▶ What you need to do: The lines needed are those below that contain the word "bail"; copy each one.
##### Records for this task #####
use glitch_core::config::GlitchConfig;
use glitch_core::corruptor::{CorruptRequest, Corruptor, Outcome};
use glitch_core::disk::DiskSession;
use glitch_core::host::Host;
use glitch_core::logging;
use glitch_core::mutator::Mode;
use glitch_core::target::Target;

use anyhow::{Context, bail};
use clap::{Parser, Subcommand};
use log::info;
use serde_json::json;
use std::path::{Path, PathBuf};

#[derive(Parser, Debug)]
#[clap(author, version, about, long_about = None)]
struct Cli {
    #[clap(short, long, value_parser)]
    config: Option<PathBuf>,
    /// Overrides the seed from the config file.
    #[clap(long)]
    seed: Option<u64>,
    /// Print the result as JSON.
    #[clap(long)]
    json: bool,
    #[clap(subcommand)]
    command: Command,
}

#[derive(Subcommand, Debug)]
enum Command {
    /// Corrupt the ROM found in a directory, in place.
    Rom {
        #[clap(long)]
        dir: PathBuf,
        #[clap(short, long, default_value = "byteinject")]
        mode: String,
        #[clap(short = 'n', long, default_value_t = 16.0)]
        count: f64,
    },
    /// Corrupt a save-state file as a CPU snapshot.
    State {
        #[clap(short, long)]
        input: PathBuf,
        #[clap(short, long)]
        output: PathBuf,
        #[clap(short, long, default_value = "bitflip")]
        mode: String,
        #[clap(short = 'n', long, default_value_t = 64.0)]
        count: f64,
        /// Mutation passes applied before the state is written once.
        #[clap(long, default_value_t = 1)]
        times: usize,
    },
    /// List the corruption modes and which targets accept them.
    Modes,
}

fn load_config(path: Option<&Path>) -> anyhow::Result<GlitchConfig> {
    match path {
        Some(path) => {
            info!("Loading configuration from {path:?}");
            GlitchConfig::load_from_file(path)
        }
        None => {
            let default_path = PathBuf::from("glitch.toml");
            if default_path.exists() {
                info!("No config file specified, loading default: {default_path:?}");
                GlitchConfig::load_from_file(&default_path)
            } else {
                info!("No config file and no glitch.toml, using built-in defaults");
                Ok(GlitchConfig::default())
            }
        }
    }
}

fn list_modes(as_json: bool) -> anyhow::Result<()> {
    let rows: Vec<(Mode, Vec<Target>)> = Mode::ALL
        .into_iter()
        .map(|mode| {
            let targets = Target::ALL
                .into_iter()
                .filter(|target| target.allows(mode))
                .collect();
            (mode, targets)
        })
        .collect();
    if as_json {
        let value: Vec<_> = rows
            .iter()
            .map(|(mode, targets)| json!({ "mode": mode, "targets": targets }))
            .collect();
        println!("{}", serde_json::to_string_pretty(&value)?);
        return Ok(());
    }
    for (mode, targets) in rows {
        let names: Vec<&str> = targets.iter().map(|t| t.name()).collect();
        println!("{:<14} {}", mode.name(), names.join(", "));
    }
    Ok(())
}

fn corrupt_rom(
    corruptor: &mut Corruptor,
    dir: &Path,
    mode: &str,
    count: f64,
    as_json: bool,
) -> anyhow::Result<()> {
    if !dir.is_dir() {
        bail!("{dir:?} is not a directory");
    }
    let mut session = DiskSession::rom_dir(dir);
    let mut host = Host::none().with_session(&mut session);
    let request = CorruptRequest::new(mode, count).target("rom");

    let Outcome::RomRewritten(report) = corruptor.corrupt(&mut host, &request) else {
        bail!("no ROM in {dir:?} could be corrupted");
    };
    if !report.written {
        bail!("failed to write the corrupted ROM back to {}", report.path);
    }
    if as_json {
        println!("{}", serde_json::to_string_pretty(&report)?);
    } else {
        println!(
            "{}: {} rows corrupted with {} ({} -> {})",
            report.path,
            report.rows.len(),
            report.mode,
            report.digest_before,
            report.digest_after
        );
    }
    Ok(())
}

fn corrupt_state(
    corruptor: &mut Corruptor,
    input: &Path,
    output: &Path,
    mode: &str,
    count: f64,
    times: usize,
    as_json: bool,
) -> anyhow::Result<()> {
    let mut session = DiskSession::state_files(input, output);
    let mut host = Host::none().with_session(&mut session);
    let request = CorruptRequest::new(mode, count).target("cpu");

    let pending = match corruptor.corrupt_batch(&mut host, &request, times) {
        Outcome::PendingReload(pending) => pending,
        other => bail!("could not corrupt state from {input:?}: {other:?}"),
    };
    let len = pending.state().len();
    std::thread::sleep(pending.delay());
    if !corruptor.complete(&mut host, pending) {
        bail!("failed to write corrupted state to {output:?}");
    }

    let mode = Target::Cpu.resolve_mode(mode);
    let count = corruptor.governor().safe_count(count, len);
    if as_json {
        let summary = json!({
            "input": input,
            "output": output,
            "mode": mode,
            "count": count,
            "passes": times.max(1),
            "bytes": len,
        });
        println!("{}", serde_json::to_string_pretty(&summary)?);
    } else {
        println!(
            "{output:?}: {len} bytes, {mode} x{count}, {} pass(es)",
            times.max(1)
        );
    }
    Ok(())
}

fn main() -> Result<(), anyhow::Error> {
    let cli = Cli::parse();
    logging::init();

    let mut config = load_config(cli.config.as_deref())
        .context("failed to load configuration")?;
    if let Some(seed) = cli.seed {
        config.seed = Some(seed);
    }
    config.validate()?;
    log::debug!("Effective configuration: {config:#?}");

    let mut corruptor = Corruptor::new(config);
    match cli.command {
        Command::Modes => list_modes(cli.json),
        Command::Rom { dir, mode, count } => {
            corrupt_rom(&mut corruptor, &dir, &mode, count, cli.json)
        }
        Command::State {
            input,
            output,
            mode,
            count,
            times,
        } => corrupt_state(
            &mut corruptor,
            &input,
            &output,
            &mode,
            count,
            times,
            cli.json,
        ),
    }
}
#####
▶ Solved problem:
use anyhow::{Context, bail};
        bail!("{dir:?} is not a directory");
        bail!("no ROM in {dir:?} could be corrupted");
        bail!("failed to write the corrupted ROM back to {}", report.path);
        other => bail!("could not corrupt state from {input:?}: {other:?}"),
        bail!("failed to write corrupted state to {output:?}");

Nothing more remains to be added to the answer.